Gut für die AWK: Haushälter geben Krankenhaus-Mittel frei

Vor der AWK in Verden.

Nach dem fachlich zuständigen Sozialausschuss des Landtages hat nun auch der Haushaltsausschuss in Hannover “grünes Licht” für das Krankenhaus-Investitionsprogramm des Landes gegeben. Unter meiner Mitwirkung haben die Haushälter am Mittwoch einstimmig die Mittelfreigabe beschlossen: Damit erhält die AWK die notwendige Planungssicherheit für das 30-Millionen-Euro-Bauvorhaben in Verden.

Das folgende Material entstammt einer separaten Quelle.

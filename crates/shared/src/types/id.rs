//! Typed IDs for type-safe entity references.
//!
//! Using typed IDs prevents accidentally passing a `JournalEntryId` where an
//! `AccountId` is expected.

use serde::{Deserialize, Serialize};
use uuid::Uuid;

/// Macro to generate typed ID wrappers.
macro_rules! typed_id {
    ($name:ident, $doc:expr) => {
        #[doc = $doc]
        #[derive(Debug, Clone, Copy, PartialEq, Eq, PartialOrd, Ord, Hash, Serialize, Deserialize)]
        #[serde(transparent)]
        pub struct $name(pub Uuid);

        impl $name {
            /// Creates a new random ID using UUID v7 (time-ordered).
            #[must_use]
            pub fn new() -> Self {
                Self(Uuid::now_v7())
            }

            /// Creates an ID from an existing UUID.
            #[must_use]
            pub const fn from_uuid(uuid: Uuid) -> Self {
                Self(uuid)
            }

            /// Returns the inner UUID.
            #[must_use]
            pub const fn into_inner(self) -> Uuid {
                self.0
            }
        }

        impl Default for $name {
            fn default() -> Self {
                Self::new()
            }
        }

        impl From<Uuid> for $name {
            fn from(uuid: Uuid) -> Self {
                Self(uuid)
            }
        }

        impl From<$name> for Uuid {
            fn from(id: $name) -> Self {
                id.0
            }
        }

        impl std::fmt::Display for $name {
            fn fmt(&self, f: &mut std::fmt::Formatter<'_>) -> std::fmt::Result {
                write!(f, "{}", self.0)
            }
        }

        impl std::str::FromStr for $name {
            type Err = uuid::Error;

            fn from_str(s: &str) -> Result<Self, Self::Err> {
                Ok(Self(Uuid::parse_str(s)?))
            }
        }
    };
}

typed_id!(
    AccountId,
    "Unique identifier for a chart of accounts entry."
);
typed_id!(JournalEntryId, "Unique identifier for a journal entry.");
typed_id!(JournalLineId, "Unique identifier for a journal line.");
typed_id!(
    CashBankId,
    "Unique identifier for a cash/bank register that mirrors a ledger account."
);
typed_id!(AccountingPeriodId, "Unique identifier for an accounting period.");
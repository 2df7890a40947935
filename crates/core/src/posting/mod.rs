//! Posting.
//!
//! [`PostingEngine`] validates proposals against the chart, appends them to the
//! ledger and propagates each commit to projected balances and mirrors.

pub mod engine;
pub mod repair;

#[cfg(test)]
mod tests;

pub use engine::{Disposition, PostOutcome, PostingEngine, PostingRules, VoidOutcome};
pub use repair::{RepairQueue, RepairReason};
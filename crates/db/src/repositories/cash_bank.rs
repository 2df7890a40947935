//! Cash/bank registers stored in `cash_banks`.

use chrono::{DateTime, Utc};
use rust_decimal::Decimal;
use saldo_core::mirror::{CashBank, CashBankStore, MirrorError};
use saldo_shared::types::{AccountId, CashBankId};
use sea_orm::{
    ActiveModelTrait, ColumnTrait, DatabaseConnection, EntityTrait, QueryFilter, QueryOrder, Set,
};

use super::{mirror_err, violates};
use crate::entities::cash_banks;

impl From<cash_banks::Model> for CashBank {
    fn from(model: cash_banks::Model) -> Self {
        Self {
            id: CashBankId::from_uuid(model.id),
            code: model.code,
            name: model.name,
            account_id: model.account_id.map(AccountId::from_uuid),
            balance: model.balance,
            balance_synced_at: model.balance_synced_at.map(|at| at.with_timezone(&Utc)),
        }
    }
}

/// Cash/bank register repository.
#[derive(Debug, Clone)]
pub struct CashBankRepository {
    db: DatabaseConnection,
}

impl CashBankRepository {
    /// Creates a new register repository.
    #[must_use]
    pub const fn new(db: DatabaseConnection) -> Self {
        Self { db }
    }

    /// Inserts an unlinked register.
    ///
    /// # Errors
    ///
    /// Returns an error if the code is taken or the insert fails.
    pub async fn create(&self, register: &CashBank) -> Result<CashBank, MirrorError> {
        let model = cash_banks::ActiveModel {
            id: Set(register.id.into_inner()),
            code: Set(register.code.clone()),
            name: Set(register.name.clone()),
            account_id: Set(register.account_id.map(AccountId::into_inner)),
            balance: Set(register.balance),
            balance_synced_at: Set(register.balance_synced_at.map(Into::into)),
            created_at: Set(Utc::now().into()),
        };
        Ok(model.insert(&self.db).await.map_err(mirror_err)?.into())
    }

    async fn model(&self, id: CashBankId) -> Result<cash_banks::Model, MirrorError> {
        cash_banks::Entity::find_by_id(id.into_inner())
            .one(&self.db)
            .await
            .map_err(mirror_err)?
            .ok_or(MirrorError::RegisterNotFound(id))
    }
}

impl CashBankStore for CashBankRepository {
    async fn find(&self, id: CashBankId) -> Result<Option<CashBank>, MirrorError> {
        let model = cash_banks::Entity::find_by_id(id.into_inner())
            .one(&self.db)
            .await
            .map_err(mirror_err)?;
        Ok(model.map(CashBank::from))
    }

    async fn find_by_account(&self, account_id: AccountId) -> Result<Option<CashBank>, MirrorError> {
        let model = cash_banks::Entity::find()
            .filter(cash_banks::Column::AccountId.eq(account_id.into_inner()))
            .one(&self.db)
            .await
            .map_err(mirror_err)?;
        Ok(model.map(CashBank::from))
    }

    async fn linked(&self) -> Result<Vec<CashBank>, MirrorError> {
        let models = cash_banks::Entity::find()
            .filter(cash_banks::Column::AccountId.is_not_null())
            .order_by_asc(cash_banks::Column::Code)
            .all(&self.db)
            .await
            .map_err(mirror_err)?;
        Ok(models.into_iter().map(CashBank::from).collect())
    }

    async fn set_account(&self, id: CashBankId, account_id: AccountId) -> Result<CashBank, MirrorError> {
        let mut active: cash_banks::ActiveModel = self.model(id).await?.into();
        active.account_id = Set(Some(account_id.into_inner()));
        match active.update(&self.db).await {
            Ok(updated) => Ok(updated.into()),
            Err(err) if violates(&err, "uq_cash_banks_account") => {
                let holder = self.find_by_account(account_id).await?;
                Err(holder.map_or_else(
                    || mirror_err(err),
                    |existing| MirrorError::AccountAlreadyMirrored {
                        account_id,
                        existing: existing.id,
                    },
                ))
            }
            Err(err) => Err(mirror_err(err)),
        }
    }

    async fn write_balance(
        &self,
        id: CashBankId,
        balance: Decimal,
        synced_at: DateTime<Utc>,
    ) -> Result<CashBank, MirrorError> {
        let mut active: cash_banks::ActiveModel = self.model(id).await?.into();
        active.balance = Set(balance);
        active.balance_synced_at = Set(Some(synced_at.into()));
        Ok(active.update(&self.db).await.map_err(mirror_err)?.into())
    }
}
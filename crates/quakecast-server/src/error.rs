use thiserror::Error;

/// Server startup and runtime failures mapped to exit codes.
#[derive(Debug, Error)]
pub enum ServerError {
    #[error(transparent)]
    Config(#[from] quakecast_core::ConfigError),

    #[error(transparent)]
    Warehouse(#[from] quakecast_store::WarehouseError),

    #[error("failed to bind {addr}: {source}")]
    Bind {
        addr: std::net::SocketAddr,
        source: std::io::Error,
    },

    #[error(transparent)]
    Io(#[from] std::io::Error),
}

impl ServerError {
    pub const fn exit_code(&self) -> u8 {
        match self {
            Self::Config(_) => 2,
            Self::Warehouse(_) => 3,
            Self::Bind { .. } => 4,
            Self::Io(_) => 10,
        }
    }
}
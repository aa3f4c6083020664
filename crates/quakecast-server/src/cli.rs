//! Command-line options for the `quakecast` server.
//!
//! | Option | Env Var | Default |
//! |--------|---------|---------|
//! | `--bind` | `QUAKECAST_BIND` | `0.0.0.0:3000` |
//! | `--db-path` | `QUAKECAST_DB_PATH` | `$QUAKECAST_HOME/data/quakecast.duckdb` |
//! | `--upstream-timeout-ms` | `QUAKECAST_UPSTREAM_TIMEOUT_MS` | `5000` |
//!
//! Provider API keys are read from the environment only.

use std::net::SocketAddr;
use std::path::PathBuf;

use clap::Parser;

/// Seismic and weather record gateway
#[derive(Debug, Parser)]
#[command(
    name = "quakecast",
    version,
    about = "Seismic and weather record gateway",
    long_about = "Serves seismic events and weather observations from a local DuckDB store \
or from third-party providers (USGS, EMSC, OpenWeatherMap, WeatherAPI) behind one HTTP API.\n\
\n\
Provider keys: QUAKECAST_OPENWEATHERMAP_API_KEY, QUAKECAST_WEATHERAPI_API_KEY.\n\
Log filter: RUST_LOG (default info)."
)]
pub struct Cli {
    /// Socket address to listen on.
    #[arg(long, env = "QUAKECAST_BIND", default_value = "0.0.0.0:3000")]
    pub bind: SocketAddr,

    /// Path to the DuckDB database file.
    #[arg(long, env = "QUAKECAST_DB_PATH")]
    pub db_path: Option<PathBuf>,

    /// Timeout for each outbound provider request, in milliseconds.
    #[arg(
        long,
        env = "QUAKECAST_UPSTREAM_TIMEOUT_MS",
        value_parser = clap::value_parser!(u64).range(1..)
    )]
    pub upstream_timeout_ms: Option<u64>,
}
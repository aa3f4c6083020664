use std::sync::Arc;

use serde_json::Value;

use crate::adapters::Upstream;
use crate::http_client::HttpClient;
use crate::GatewayError;

pub const RESTCOUNTRIES_NAME_URL: &str = "https://restcountries.com/v3.1/name";

/// A resolved latitude/longitude pair.
#[derive(Debug, Clone, Copy, PartialEq)]
pub struct Coordinates {
    pub latitude: f64,
    pub longitude: f64,
}

/// Resolves a country name to coordinates through restcountries.
pub struct RestCountriesGeocoder {
    upstream: Upstream,
}

impl RestCountriesGeocoder {
    pub fn new(http_client: Arc<dyn HttpClient>, timeout_ms: u64) -> Self {
        Self {
            upstream: Upstream::new("restcountries", http_client, timeout_ms),
        }
    }

    /// Resolve `location` to the coordinates of the first matching country.
    ///
    /// A 404 answer, an empty match list, or a match without a `latlng` pair
    /// is a resolution error. Any other failure is a fetch error.
    pub async fn resolve(&self, location: &str) -> Result<Coordinates, GatewayError> {
        let url = format!("{RESTCOUNTRIES_NAME_URL}/{}", urlencoding::encode(location));
        let response = self.upstream.get(url).await?;
        if response.status == 404 {
            return Err(unresolved(location));
        }

        let payload = self.upstream.json_body(&response)?;
        let coordinates = payload
            .as_array()
            .and_then(|matches| matches.first())
            .and_then(|first| first.get("latlng"))
            .and_then(latlng_pair);

        match coordinates {
            Some(coordinates) => {
                tracing::debug!(location, ?coordinates, "location resolved");
                Ok(coordinates)
            }
            None => Err(unresolved(location)),
        }
    }
}

fn latlng_pair(value: &Value) -> Option<Coordinates> {
    let pair = value.as_array()?;
    let latitude = pair.first()?.as_f64()?;
    let longitude = pair.get(1)?.as_f64()?;
    Some(Coordinates {
        latitude,
        longitude,
    })
}

fn unresolved(location: &str) -> GatewayError {
    GatewayError::UpstreamResolution(format!("location '{location}' is not a recognized country"))
}
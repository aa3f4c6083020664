//! # Quakecast Core
//!
//! Source-routed retrieval gateway for seismic events and weather
//! observations.
//!
//! ## Overview
//!
//! A caller names a *source* for each lookup: the local record store or one
//! of several third-party providers. The gateway validates the request,
//! resolves the source to a retrieval strategy, runs it under a timeout and
//! normalizes whatever comes back into a `(status, body)` pair.
//!
//! ## Modules
//!
//! | Module | Description |
//! |--------|-------------|
//! | [`adapters`] | Local and provider strategies (USGS, EMSC, OpenWeatherMap, WeatherAPI) |
//! | [`config`] | Gateway configuration from the environment |
//! | [`domain`] | Record types, identifiers, dates |
//! | [`error`] | Validation and gateway error types |
//! | [`gateway`] | Operation orchestration |
//! | [`http_client`] | Outbound HTTP abstraction |
//! | [`normalizer`] | Outcome to response mapping |
//! | [`registry`] | Source key to strategy registries |
//! | [`store`] | Record store seam over the warehouse |
//! | [`strategy`] | Retrieval strategy contract |
//!
//! ## Architecture
//!
//! ```text
//! ┌─────────────────┐
//! │  HTTP handlers  │
//! └────────┬────────┘
//!          │
//!          ▼
//! ┌─────────────────┐     ┌──────────────────┐
//! │    Gateway      │────▶│   Normalizer     │
//! └────────┬────────┘     └──────────────────┘
//!          │
//!          ▼
//! ┌─────────────────┐
//! │ Source Registry │
//! └────────┬────────┘
//!          │
//!          ▼
//! ┌─────────────────┐     ┌──────────────────┐
//! │   Strategies    │────▶│ HTTP Client /    │
//! │                 │     │ Record Store     │
//! └─────────────────┘     └──────────────────┘
//! ```
//!
//! ## Error Handling
//!
//! ```rust
//! use quakecast_core::{GatewayError, GatewayErrorKind};
//!
//! fn describe(error: &GatewayError) -> &'static str {
//!     match error.kind() {
//!         GatewayErrorKind::UpstreamFetchError => "provider unreachable",
//!         GatewayErrorKind::StoreError => "store failure",
//!         _ if error.is_client_error() => "bad request",
//!         _ => "other",
//!     }
//! }
//! ```
//!
//! ## Security
//!
//! - API keys are read from environment variables only and never logged
//! - Caller text reaches SQL only as bound parameters
//! - Caller text reaches provider URLs only percent-encoded

pub mod adapters;
pub mod config;
pub mod domain;
pub mod error;
pub mod gateway;
pub mod http_client;
pub mod normalizer;
pub mod registry;
pub mod store;
pub mod strategy;

pub use adapters::{
    Coordinates, EmscAdapter, LocalAdapter, OpenWeatherMapAdapter, RestCountriesGeocoder,
    UsgsAdapter, WeatherApiAdapter,
};
pub use config::{ConfigError, GatewayConfig};
pub use domain::{
    validate, Condition, Record, RecordDate, RecordId, RecordKind, SeismicEvent, Stored,
    WeatherObservation,
};
pub use error::{GatewayError, GatewayErrorKind, ValidationError};
pub use gateway::{Gateway, RecordGateway};
pub use http_client::{
    HttpClient, HttpError, HttpErrorKind, HttpRequest, HttpResponse, ReqwestHttpClient,
    ScriptedHttpClient,
};
pub use normalizer::{GatewayResponse, Outcome};
pub use registry::{SourceRegistry, Sources, SourcesBuilder};
pub use store::RecordStore;
pub use strategy::{CapabilitySet, Lookup, Retrieved, RetrievalStrategy};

Mein Dank geht fraktionsübergreifend an meine Ausschusskollegen im Haushaltsausschuss. Auf Grundlage der Mittelfreigabe kann als nächster Schritt kurzfristig der Bewilligungsbescheid, der Voraussetzung für die Kreditaufnahme ist, folgen. Den Schuldendienst für den Kredit übernimmt dann das Land aus einem Sondervermögen. Ich freue mich, dass die wichtige Baumaßnahme in Verden nun realisiert werden kann. Zugleich muss ich aber kritisch anmerken, dass die Finanzierung über ein Sondervermögen hat auch massive Nachteile hat. Krankenhäuser, die wirtschaftlich nicht gut da stehen, können Probleme kriegen, einen Kredit zu günstigen Konditionen zu kriegen, da sie nicht gegen das Überschuldungsverbot verstoßen dürfen. Außerdem muss unsere AWK die Landesförderung selbst über Jahre erheblich mitfinanzieren, weil die jährliche Investitionsförderung des Landes an die AWK in den Folgejahren drastisch gekürzt wird. Künftig werden die jährlichen Investitions-Zuschüsse für die AWK auf Basis der Vorlage der rot-grünen Landesregierung um rund 80 % gekürzt. Das ist dramatisch und wird in der nächsten Wahlperiode des Landtags ein großes Problem für viele geförderte Krankenhäuser in unserem Land. Insgesamt überwiegt gleichwohl erst einmal die Freude über die einmütige Mittelfreigabe durch den Haushaltsausschuss des Landtages.